• [THE TASK]: Your answer should consist of the lines below that hold the word "services".

• [PROVIDED ENTRIES]:
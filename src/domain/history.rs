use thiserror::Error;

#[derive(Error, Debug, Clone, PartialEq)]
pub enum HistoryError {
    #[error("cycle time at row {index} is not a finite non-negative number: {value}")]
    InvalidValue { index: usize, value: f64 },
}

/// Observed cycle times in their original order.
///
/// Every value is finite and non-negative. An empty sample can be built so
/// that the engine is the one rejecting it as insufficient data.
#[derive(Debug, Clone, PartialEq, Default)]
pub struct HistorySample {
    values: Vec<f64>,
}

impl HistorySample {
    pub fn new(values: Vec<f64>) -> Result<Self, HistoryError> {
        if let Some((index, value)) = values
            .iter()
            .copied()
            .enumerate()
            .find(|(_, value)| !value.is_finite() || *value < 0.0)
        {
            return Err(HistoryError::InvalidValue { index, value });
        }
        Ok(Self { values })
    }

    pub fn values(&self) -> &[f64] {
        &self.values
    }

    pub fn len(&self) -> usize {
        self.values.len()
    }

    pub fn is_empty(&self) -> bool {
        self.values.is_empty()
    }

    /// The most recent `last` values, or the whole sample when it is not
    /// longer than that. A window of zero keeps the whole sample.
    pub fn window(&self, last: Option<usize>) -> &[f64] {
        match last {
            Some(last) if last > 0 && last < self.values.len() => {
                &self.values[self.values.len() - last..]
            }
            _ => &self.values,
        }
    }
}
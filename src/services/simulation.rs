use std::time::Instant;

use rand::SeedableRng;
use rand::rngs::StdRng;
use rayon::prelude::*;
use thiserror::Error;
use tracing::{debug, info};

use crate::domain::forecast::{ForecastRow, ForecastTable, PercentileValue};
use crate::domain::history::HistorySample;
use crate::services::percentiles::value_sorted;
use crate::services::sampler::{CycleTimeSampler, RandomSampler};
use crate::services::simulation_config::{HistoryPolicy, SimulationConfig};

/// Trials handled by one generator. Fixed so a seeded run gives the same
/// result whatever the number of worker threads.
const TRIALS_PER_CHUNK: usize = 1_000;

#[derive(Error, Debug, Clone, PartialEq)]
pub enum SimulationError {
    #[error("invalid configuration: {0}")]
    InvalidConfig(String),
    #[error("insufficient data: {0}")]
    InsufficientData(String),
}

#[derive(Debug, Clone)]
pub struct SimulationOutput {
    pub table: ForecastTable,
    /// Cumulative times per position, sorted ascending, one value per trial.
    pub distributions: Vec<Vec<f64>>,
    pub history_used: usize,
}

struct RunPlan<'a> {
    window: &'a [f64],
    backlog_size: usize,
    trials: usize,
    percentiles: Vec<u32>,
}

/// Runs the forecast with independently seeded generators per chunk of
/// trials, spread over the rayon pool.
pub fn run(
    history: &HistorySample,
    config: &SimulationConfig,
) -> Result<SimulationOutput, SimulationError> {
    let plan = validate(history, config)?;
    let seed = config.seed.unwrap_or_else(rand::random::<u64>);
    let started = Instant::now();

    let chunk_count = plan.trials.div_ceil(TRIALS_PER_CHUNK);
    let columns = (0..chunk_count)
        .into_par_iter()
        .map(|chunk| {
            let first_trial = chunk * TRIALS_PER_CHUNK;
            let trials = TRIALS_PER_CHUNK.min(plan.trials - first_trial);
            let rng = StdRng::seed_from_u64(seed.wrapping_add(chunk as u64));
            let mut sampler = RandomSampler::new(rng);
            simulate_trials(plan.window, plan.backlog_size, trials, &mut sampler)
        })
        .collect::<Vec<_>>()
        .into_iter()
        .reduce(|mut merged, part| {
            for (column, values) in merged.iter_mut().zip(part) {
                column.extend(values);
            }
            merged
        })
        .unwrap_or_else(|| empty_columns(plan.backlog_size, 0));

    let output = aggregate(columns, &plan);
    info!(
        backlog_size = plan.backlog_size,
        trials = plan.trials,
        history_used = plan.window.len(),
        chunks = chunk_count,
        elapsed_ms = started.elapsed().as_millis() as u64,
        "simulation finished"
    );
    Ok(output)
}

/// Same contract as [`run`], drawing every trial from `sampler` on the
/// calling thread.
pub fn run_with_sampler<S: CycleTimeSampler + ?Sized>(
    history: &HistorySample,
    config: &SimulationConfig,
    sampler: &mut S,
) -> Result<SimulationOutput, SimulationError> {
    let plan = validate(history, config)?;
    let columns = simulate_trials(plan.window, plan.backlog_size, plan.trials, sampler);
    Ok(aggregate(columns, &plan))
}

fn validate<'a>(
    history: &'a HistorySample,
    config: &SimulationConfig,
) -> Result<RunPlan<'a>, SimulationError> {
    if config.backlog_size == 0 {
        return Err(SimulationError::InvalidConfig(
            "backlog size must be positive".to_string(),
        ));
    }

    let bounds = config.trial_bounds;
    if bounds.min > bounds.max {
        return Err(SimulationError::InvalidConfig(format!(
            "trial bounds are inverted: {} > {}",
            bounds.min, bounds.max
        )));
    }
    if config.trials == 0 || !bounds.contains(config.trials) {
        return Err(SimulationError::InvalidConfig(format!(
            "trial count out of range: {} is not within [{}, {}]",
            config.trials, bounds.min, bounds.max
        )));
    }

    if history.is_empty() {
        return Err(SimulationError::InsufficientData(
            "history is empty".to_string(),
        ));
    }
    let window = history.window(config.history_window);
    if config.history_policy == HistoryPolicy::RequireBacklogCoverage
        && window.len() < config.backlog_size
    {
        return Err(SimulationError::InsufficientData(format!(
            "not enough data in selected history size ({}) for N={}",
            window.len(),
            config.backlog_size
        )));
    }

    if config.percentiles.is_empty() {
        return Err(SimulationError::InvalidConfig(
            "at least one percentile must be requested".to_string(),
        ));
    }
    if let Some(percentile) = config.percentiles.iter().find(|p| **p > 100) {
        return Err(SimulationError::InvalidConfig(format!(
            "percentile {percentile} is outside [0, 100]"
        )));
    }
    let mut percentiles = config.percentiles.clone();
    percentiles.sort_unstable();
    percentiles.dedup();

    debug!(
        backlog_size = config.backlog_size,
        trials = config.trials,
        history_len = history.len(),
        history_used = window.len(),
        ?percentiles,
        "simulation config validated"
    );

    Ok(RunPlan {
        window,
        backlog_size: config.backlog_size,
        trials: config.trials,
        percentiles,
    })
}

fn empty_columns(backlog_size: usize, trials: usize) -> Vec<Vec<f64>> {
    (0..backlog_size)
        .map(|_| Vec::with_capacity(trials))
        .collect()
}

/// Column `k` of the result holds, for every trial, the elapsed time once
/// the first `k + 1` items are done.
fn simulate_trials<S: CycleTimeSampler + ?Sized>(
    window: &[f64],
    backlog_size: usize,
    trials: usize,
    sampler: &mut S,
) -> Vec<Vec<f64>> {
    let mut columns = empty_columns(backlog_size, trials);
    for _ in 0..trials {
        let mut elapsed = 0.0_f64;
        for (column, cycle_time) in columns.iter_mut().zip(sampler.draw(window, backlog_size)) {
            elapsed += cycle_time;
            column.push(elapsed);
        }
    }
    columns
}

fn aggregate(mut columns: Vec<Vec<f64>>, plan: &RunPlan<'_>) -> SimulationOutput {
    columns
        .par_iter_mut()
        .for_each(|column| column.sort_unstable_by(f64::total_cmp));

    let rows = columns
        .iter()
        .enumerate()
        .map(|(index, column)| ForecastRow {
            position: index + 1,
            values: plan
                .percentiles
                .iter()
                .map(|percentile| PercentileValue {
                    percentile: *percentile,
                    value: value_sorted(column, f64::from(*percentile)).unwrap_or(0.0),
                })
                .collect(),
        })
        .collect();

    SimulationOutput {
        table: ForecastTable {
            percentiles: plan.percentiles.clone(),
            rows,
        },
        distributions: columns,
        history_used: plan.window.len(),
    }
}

• [ANSWER BOX]:
filename src/services/simulation.rs
use crate::services::percentiles::value_sorted;
use crate::services::sampler::{CycleTimeSampler, RandomSampler};
use crate::services::simulation_config::{HistoryPolicy, SimulationConfig};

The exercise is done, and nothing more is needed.